## What to do
Return only that part of the material below which starts with the line containing "pub fn is_empty(&self)" and goes on through the line containing "Retrieves the value", restated exactly.
+++++
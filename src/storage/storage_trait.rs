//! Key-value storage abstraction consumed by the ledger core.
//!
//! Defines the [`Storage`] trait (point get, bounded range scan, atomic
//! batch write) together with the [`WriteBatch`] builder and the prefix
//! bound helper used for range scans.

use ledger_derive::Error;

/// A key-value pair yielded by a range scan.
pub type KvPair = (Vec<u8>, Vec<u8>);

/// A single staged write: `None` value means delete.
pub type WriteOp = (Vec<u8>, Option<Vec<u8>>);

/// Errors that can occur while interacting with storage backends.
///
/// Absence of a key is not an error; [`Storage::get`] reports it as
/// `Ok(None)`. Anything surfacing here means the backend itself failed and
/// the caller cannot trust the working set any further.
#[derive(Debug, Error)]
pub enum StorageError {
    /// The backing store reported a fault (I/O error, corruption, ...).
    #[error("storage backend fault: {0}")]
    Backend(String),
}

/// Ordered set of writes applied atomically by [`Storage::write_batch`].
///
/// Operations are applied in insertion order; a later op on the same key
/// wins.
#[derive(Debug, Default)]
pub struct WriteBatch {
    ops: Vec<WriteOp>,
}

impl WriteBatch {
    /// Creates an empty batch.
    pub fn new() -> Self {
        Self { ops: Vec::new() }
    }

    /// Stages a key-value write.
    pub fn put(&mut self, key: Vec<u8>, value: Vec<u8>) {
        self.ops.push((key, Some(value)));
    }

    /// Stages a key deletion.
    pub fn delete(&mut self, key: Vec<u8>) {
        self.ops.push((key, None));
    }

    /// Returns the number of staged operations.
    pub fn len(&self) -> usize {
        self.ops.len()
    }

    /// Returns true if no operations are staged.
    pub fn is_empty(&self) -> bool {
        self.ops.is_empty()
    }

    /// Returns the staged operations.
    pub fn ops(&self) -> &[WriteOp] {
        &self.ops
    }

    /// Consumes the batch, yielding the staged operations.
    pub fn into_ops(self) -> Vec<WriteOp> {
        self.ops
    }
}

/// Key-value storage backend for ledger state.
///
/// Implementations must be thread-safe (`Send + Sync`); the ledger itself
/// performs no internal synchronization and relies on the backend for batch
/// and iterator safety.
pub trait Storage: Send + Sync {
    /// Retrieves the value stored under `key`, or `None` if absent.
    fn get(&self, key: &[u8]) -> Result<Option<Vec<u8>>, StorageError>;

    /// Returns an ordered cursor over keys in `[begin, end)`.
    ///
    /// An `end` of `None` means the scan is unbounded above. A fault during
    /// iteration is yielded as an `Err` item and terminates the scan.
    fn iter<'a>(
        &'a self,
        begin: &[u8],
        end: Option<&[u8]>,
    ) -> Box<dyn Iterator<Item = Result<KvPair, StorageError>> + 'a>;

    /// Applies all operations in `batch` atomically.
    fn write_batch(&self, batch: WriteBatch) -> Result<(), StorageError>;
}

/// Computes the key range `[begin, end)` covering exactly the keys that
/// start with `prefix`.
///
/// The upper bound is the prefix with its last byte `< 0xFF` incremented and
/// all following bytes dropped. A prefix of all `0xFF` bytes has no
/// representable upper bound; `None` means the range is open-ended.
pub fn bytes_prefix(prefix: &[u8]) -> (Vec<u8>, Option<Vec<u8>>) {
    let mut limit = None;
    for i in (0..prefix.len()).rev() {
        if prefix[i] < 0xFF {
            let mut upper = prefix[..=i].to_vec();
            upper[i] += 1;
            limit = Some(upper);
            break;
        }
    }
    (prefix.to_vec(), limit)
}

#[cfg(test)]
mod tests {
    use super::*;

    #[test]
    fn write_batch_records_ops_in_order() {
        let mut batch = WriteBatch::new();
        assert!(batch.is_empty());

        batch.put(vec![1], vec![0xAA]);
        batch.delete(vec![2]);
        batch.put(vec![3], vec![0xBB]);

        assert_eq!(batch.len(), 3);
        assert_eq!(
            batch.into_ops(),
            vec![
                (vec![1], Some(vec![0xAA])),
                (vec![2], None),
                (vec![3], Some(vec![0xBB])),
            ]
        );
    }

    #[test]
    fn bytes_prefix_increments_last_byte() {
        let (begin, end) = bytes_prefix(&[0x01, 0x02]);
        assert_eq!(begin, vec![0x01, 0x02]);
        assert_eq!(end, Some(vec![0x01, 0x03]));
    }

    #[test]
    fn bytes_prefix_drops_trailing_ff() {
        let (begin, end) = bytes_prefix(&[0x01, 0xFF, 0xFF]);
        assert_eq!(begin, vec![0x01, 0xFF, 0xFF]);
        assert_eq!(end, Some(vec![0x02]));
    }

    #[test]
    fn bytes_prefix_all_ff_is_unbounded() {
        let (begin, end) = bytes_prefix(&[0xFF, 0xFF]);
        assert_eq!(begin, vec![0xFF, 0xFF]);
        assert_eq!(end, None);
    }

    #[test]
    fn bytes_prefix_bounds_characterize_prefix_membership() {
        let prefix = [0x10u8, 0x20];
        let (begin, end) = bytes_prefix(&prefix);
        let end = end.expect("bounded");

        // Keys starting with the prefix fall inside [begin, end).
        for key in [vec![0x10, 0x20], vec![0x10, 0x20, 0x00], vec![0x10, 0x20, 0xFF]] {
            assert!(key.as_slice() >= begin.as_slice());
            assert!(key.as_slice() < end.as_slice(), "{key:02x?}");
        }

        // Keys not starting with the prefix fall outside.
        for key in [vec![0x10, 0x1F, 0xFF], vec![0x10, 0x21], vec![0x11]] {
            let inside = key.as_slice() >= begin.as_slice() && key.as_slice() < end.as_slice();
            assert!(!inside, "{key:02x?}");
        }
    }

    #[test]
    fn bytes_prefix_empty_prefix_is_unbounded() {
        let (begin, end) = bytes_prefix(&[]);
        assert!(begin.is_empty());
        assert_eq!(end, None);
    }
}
+++++
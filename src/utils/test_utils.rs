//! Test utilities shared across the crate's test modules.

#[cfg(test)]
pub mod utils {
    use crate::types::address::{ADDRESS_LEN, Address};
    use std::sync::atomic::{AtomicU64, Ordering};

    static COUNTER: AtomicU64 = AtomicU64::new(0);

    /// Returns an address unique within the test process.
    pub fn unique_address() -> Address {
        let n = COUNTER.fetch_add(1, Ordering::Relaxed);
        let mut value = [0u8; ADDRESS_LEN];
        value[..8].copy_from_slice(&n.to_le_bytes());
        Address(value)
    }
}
+++++
## Solution for this task
    pub fn is_empty(&self) -> bool {
        self.ops.is_empty()
    }

    /// Returns the staged operations.
    pub fn ops(&self) -> &[WriteOp] {
        &self.ops
    }

    /// Consumes the batch, yielding the staged operations.
    pub fn into_ops(self) -> Vec<WriteOp> {
        self.ops
    }
}

/// Key-value storage backend for ledger state.
///
/// Implementations must be thread-safe (`Send + Sync`); the ledger itself
/// performs no internal synchronization and relies on the backend for batch
/// and iterator safety.
pub trait Storage: Send + Sync {
    /// Retrieves the value stored under `key`, or `None` if absent.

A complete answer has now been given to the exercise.